GPT Base, GPT-3.5 Turbo & GPT-4: What's the difference?
A breakdown of OpenAI models, including their strengths, weaknesses, and cost. We also cover lesser-known AI models like Whisper and Embeddings.
Aug 31, 2023 • 10 Minute Read
Are you confused by the differences between all of OpenAI’s models? Completely understandable! There’s a lot of them on offer, and the distinctions are murky unless you’re knee-deep in working with AI. But learning to tell them apart can save you money and help you use the right AI model for the job at hand.
In this article, we’ll break down the differences between OpenAI’s large language models, including the cost of using each one, the amount of content you can get out of it, and what they excel at.
Before we start: ChatGPT is not the same as a GPT model
A common misconception is that ChatGPT is synonymous with GPT. It’s an easy mistake to make: they share a similar name, they’re made by the same company, and they both deal with AI. The difference is ChatGPT is an application powered by GPT AI models, but is not an AI model itself.
Think of it this way: ChatGPT is the car, and the GPT model is the engine. You can take out an engine and replace it with another, more powerful one, while leaving the rest of the car intact. You can also take that engine and use it in a completely different car (E.g. API for your product).
And now that’s out of the way, let’s get into the differences between the models!
An overview of OpenAI’s GPT models
All of these models understand and generate code and text, but the accuracy, speed, and cost at which they do it are different.
GPT-4 | The most capable GPT model series to date. Able to do complex tasks, but slower at giving answers. Currently used by ChatGPT Plus. |
GPT-3.5 | Faster than GPT-4 and more flexible than GPT Base. The “good enough” model series for most tasks, whether chat or general. |
GPT-3.5 Turbo | The best model in the GPT-3.5 series. Currently used by the free version of ChatGPT. Cost effective and flexible. |
GPT Base | Not trained with instruction following. Best used when fine tuned for specific tasks, otherwise use GPT-3.5 or GPT-4. Used for legacy cases as a replacement for the original GPT-3. |
GPT-3 | The predecessor to GPT-3.5, currently depreciated. |
GPT-4
This is currently the most advanced GPT model series OpenAI has on offer (and that’s why it’s currently powering their paid product, ChatGPT Plus). It can handle significantly more tokens than GPT-3.5, which means it’s able to solve more difficult problems with greater accuracy.

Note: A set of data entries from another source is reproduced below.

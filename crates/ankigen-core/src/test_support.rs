//! Local HTTP fixtures for client tests.

use axum::Router;
use tokio::net::TcpListener;

/// Serve `app` on an ephemeral localhost port and return its base URL.
pub(crate) async fn serve(app: Router) -> String {
    let listener = TcpListener::bind("127.0.0.1:0").await.unwrap();
    let addr = listener.local_addr().unwrap();
    tokio::spawn(async move {
        axum::serve(listener, app).await.unwrap();
    });
    format!("http://{}", addr)
}

/// A URL on a localhost port with nothing listening.
pub(crate) async fn closed_port_url() -> String {
    let listener = TcpListener::bind("127.0.0.1:0").await.unwrap();
    let addr = listener.local_addr().unwrap();
    drop(listener);
    format!("http://{}", addr)
}
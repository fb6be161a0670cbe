use std::path::PathBuf;
use std::sync::Arc;

use anyhow::{Context, bail};
use tokio_util::sync::CancellationToken;

use ankigen_core::{
    Config, Enricher, Flashcard, MediaCache, Packager, ProgressEvent, ProgressFn, ScriptPackager,
    enrich_all,
};

use crate::report::Reporter;
use crate::{BuildArgs, ExtractPdfArgs};

/// Counts shown once a deck is built.
#[derive(Debug, Default, PartialEq, Eq)]
pub struct BuildSummary {
    pub flashcards: usize,
    pub with_dictionary_data: usize,
    pub with_audio: usize,
    pub with_image: usize,
    pub json_path: PathBuf,
}

impl BuildSummary {
    fn new(cards: &[Flashcard], json_path: PathBuf) -> Self {
        Self {
            flashcards: cards.len(),
            with_dictionary_data: cards.iter().filter(|c| c.has_dictionary_data()).count(),
            with_audio: cards
                .iter()
                .filter(|c| !c.audio_uk.is_empty() || !c.audio_us.is_empty())
                .count(),
            with_image: cards.iter().filter(|c| !c.image_path.is_empty()).count(),
            json_path,
        }
    }
}

/// Resolve config from CLI flags > env vars > defaults.
pub fn resolve_config(args: &BuildArgs, env: impl Fn(&str) -> Option<String>) -> Config {
    let defaults = Config::default();

    let unsplash_key = args
        .unsplash_key
        .clone()
        .or_else(|| env("UNSPLASH_ACCESS_KEY"))
        .filter(|k| !k.trim().is_empty());
    let media_dir = args
        .media_dir
        .clone()
        .or_else(|| env("ANKIGEN_MEDIA_DIR").map(PathBuf::from))
        .unwrap_or(defaults.media_dir);
    let api_timeout_secs = env("API_TIMEOUT")
        .and_then(|v| v.parse().ok())
        .unwrap_or(defaults.api_timeout_secs);
    let download_timeout_secs = env("DOWNLOAD_TIMEOUT")
        .and_then(|v| v.parse().ok())
        .unwrap_or(defaults.download_timeout_secs);

    Config {
        unsplash_key,
        media_dir,
        max_retries: args.max_retries,
        api_timeout_secs,
        download_timeout_secs,
        extra_stopwords: args
            .extra_stopwords
            .iter()
            .map(|w| w.trim().to_string())
            .filter(|w| !w.is_empty())
            .collect(),
        ..defaults
    }
}

/// Validate, read, enrich, export and package.
pub async fn run(
    args: &BuildArgs,
    config: Config,
    show_progress: bool,
    cancel: &CancellationToken,
) -> anyhow::Result<BuildSummary> {
    log::info!(
        "Building {} from {}",
        args.output.display(),
        args.sheet.display()
    );

    log::info!("Step 1: validating spreadsheet");
    ankigen_export::validate_sheet(&args.sheet)
        .with_context(|| format!("spreadsheet validation failed for {}", args.sheet.display()))?;

    log::info!("Step 2: reading word pairs");
    let raws = ankigen_export::read_word_pairs(&args.sheet)
        .with_context(|| format!("failed to read {}", args.sheet.display()))?;
    if raws.is_empty() {
        bail!("no word pairs found in {}", args.sheet.display());
    }

    if config.unsplash_key.is_none() {
        log::warn!(
            "No Unsplash access key (--unsplash-key or UNSPLASH_ACCESS_KEY); image lookups will fail"
        );
    }

    log::info!("Step 3: enriching {} flashcards", raws.len());
    let reporter = Arc::new(Reporter::new(raws.len(), show_progress)?);
    let progress: ProgressFn = {
        let reporter = reporter.clone();
        Arc::new(move |event: ProgressEvent| reporter.handle(event))
    };

    let client = reqwest::Client::builder()
        .user_agent(concat!("ankigen/", env!("CARGO_PKG_VERSION")))
        .build()
        .context("failed to build HTTP client")?;
    let enricher = Enricher::from_config(&config, client.clone()).with_progress(progress.clone());

    let json_path = args.enriched_dir.join("enriched.json");
    let outcome = enrich_all(&enricher, &raws, progress.as_ref(), cancel).await;
    reporter.finish();

    let cards = match outcome {
        Ok(cards) => cards,
        Err(cancelled) => {
            ankigen_export::export_json(&cancelled.partial, &json_path)
                .with_context(|| format!("failed to write {}", json_path.display()))?;
            bail!(
                "{}; partial results written to {}",
                cancelled,
                json_path.display()
            );
        }
    };

    log::info!("Step 4: exporting to {}", json_path.display());
    ankigen_export::export_json(&cards, &json_path)
        .with_context(|| format!("failed to write {}", json_path.display()))?;

    log::info!("Step 5: packaging deck '{}'", args.deck_name);
    let packager = ScriptPackager::new(&args.python, &args.script);
    packager
        .package(&json_path, &config.media_dir, &args.output, &args.deck_name)
        .await
        .context("failed to generate Anki package")?;

    if args.no_media_cache {
        log::info!("Cleaning up media directory {}", config.media_dir.display());
        match MediaCache::new(client, config.media_dir.clone()).clear().await {
            Ok(removed) => log::info!("Removed {} media files", removed),
            Err(e) => log::warn!("Failed to clean up media directory: {}", e),
        }
    }

    Ok(BuildSummary::new(&cards, json_path))
}

/// Write the annotated words of a PDF to a new spreadsheet.
pub async fn extract_pdf(args: &ExtractPdfArgs) -> anyhow::Result<usize> {
    if !args.pdf.exists() {
        bail!("PDF file not found: {}", args.pdf.display());
    }

    let path = args.pdf.clone();
    let words = tokio::task::spawn_blocking(move || ankigen_pdf::extract_annotated_words(&path))
        .await
        .context("PDF extraction task failed")?
        .with_context(|| format!("failed to extract annotations from {}", args.pdf.display()))?;

    ankigen_export::write_words(&words, &args.output)
        .with_context(|| format!("failed to write {}", args.output.display()))?;
    Ok(words.len())
}
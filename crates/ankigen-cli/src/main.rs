use std::path::PathBuf;

use clap::{Args, Parser, Subcommand};
use tokio_util::sync::CancellationToken;

mod build;
mod report;

/// Anki flashcard builder - enrich Russian/English word lists with
/// definitions, pronunciations, audio and images.
#[derive(Parser, Debug)]
#[command(version, about, long_about = None)]
struct Cli {
    #[command(subcommand)]
    command: Command,

    /// Enable debug logging
    #[arg(long, short, global = true)]
    verbose: bool,

    /// Show a progress bar instead of per-card log lines
    #[arg(long, global = true)]
    progress: bool,

    /// Disable colored output
    #[arg(long, global = true)]
    no_color: bool,
}

#[derive(Subcommand, Debug)]
enum Command {
    /// Enrich the words in a spreadsheet and package them as an Anki deck
    Build(BuildArgs),
    /// Extract highlighted/underlined words from a PDF into a spreadsheet
    ExtractPdf(ExtractPdfArgs),
}

#[derive(Args, Debug)]
pub struct BuildArgs {
    /// Spreadsheet with Russian/English word pairs
    #[arg(long)]
    pub sheet: PathBuf,

    /// Path of the deck file to create
    #[arg(long)]
    pub output: PathBuf,

    /// Name of the Anki deck
    #[arg(long, default_value = "English Vocabulary")]
    pub deck_name: String,

    /// Unsplash access key
    #[arg(long)]
    pub unsplash_key: Option<String>,

    /// Directory for downloaded audio and images
    #[arg(long)]
    pub media_dir: Option<PathBuf>,

    /// Directory for the enriched JSON export
    #[arg(long, default_value = "enriched")]
    pub enriched_dir: PathBuf,

    /// Empty the media directory once the deck is built
    #[arg(long)]
    pub no_media_cache: bool,

    /// Retries after the first attempt for each network request
    #[arg(long, default_value_t = 3)]
    pub max_retries: u32,

    /// Comma-separated extra words to skip when picking a phrase's main word
    #[arg(long, value_delimiter = ',')]
    pub extra_stopwords: Vec<String>,

    /// Packaging script
    #[arg(long, default_value = "scripts/make_apkg.py")]
    pub script: PathBuf,

    /// Interpreter for the packaging script
    #[arg(long, default_value = "./venv/bin/python")]
    pub python: PathBuf,
}

#[derive(Args, Debug)]
pub struct ExtractPdfArgs {
    /// PDF file with highlight or underline annotations
    #[arg(long)]
    pub pdf: PathBuf,

    /// Spreadsheet to write the words to
    #[arg(long)]
    pub output: PathBuf,
}

#[tokio::main]
async fn main() -> anyhow::Result<()> {
    dotenvy::dotenv().ok();
    let cli = Cli::parse();

    let level = if cli.verbose { "debug" } else { "info" };
    let mut logger =
        env_logger::Builder::from_env(env_logger::Env::default().default_filter_or(level));
    if cli.no_color {
        logger.write_style(env_logger::WriteStyle::Never);
    }
    logger.init();

    let color = !cli.no_color;
    match cli.command {
        Command::Build(args) => {
            let config = build::resolve_config(&args, |key| std::env::var(key).ok());

            let cancel = CancellationToken::new();
            let cancel_for_signal = cancel.clone();
            tokio::spawn(async move {
                if tokio::signal::ctrl_c().await.is_ok() {
                    log::warn!("Interrupted, finishing the current step");
                    cancel_for_signal.cancel();
                }
            });

            let summary = build::run(&args, config, cli.progress, &cancel).await?;
            report::print_summary(&summary, &args.output, color);
        }
        Command::ExtractPdf(args) => {
            let count = build::extract_pdf(&args).await?;
            report::print_extracted(count, &args.output, color);
        }
    }
    Ok(())
}

#[cfg(test)]
mod tests {
    use super::*;

    #[test]
    fn parses_build_with_defaults() {
        let cli = Cli::try_parse_from([
            "ankigen", "build", "--sheet", "words.xlsx", "--output", "out/deck.apkg",
        ])
        .unwrap();
        let Command::Build(args) = cli.command else {
            panic!("expected build");
        };
        assert_eq!(args.sheet, PathBuf::from("words.xlsx"));
        assert_eq!(args.deck_name, "English Vocabulary");
        assert_eq!(args.enriched_dir, PathBuf::from("enriched"));
        assert_eq!(args.max_retries, 3);
        assert!(args.extra_stopwords.is_empty());
        assert!(!args.no_media_cache);
        assert!(!cli.verbose);
    }

    #[test]
    fn parses_global_flags_after_subcommand() {
        let cli = Cli::try_parse_from([
            "ankigen",
            "build",
            "--sheet",
            "w.xlsx",
            "--output",
            "d.apkg",
            "--extra-stopwords",
            "up,down",
            "--verbose",
            "--progress",
        ])
        .unwrap();
        assert!(cli.verbose);
        assert!(cli.progress);
        let Command::Build(args) = cli.command else {
            panic!("expected build");
        };
        assert_eq!(args.extra_stopwords, vec!["up", "down"]);
    }

    #[test]
    fn parses_extract_pdf() {
        let cli = Cli::try_parse_from([
            "ankigen",
            "extract-pdf",
            "--pdf",
            "book.pdf",
            "--output",
            "words.xlsx",
        ])
        .unwrap();
        assert!(matches!(cli.command, Command::ExtractPdf(_)));
    }

    #[test]
    fn build_requires_sheet() {
        assert!(Cli::try_parse_from(["ankigen", "build", "--output", "d.apkg"]).is_err());
    }
}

GPT-4 can analyze and comment on images and graphics, unlike GPT-3.5 which can only analyze text. Also, you can get it to specify its tone of voice and task (E.g. “Always speak like Yoda”). One example of this is ChatGPT Plus’s Custom Instructions feature, but there are other applications in terms of controlling your output, particularly for chatbot applications.
That said, GPT-4 does have some downsides. Because it’s the latest model, it’s more costly than GPT-3.5. Also, as a result of being more powerful, it’s also slower in giving responses. GPT-4 is best when you’re more concerned with accuracy than speed.
Model | Input | Output | Max tokens | Training data |
gpt-4 | $0.03 / 1K tokens | $0.06 / 1K tokens | 8,192 tokens | Up to Sep 2021 |
gpt-4-32k | $0.06 / 1K tokens | $0.12 / 1K tokens | 32,768 tokens | Up to Sep 2021 |
To learn more about GPT-4, read our article: “GPT-4: All about the latest update, and how it changes ChatGPT.”
GPT-3.5 and GPT-3.5 Turbo
GPT-3.5 models understand and generate natural language or code. If you’ve ever used the free version of ChatGPT, it is currently powered by one of these models. It’s both good at completing both general tasks and chat-specific ones, and is considered the “good enough” model for most needs.
Even though GPT-4 has been out for some time, GPT-3.5 is still very popular because of its lower price point and faster speeds. The current model, GPT-3.5 Turbo, is considered the most capable model of the GPT-3.5 family.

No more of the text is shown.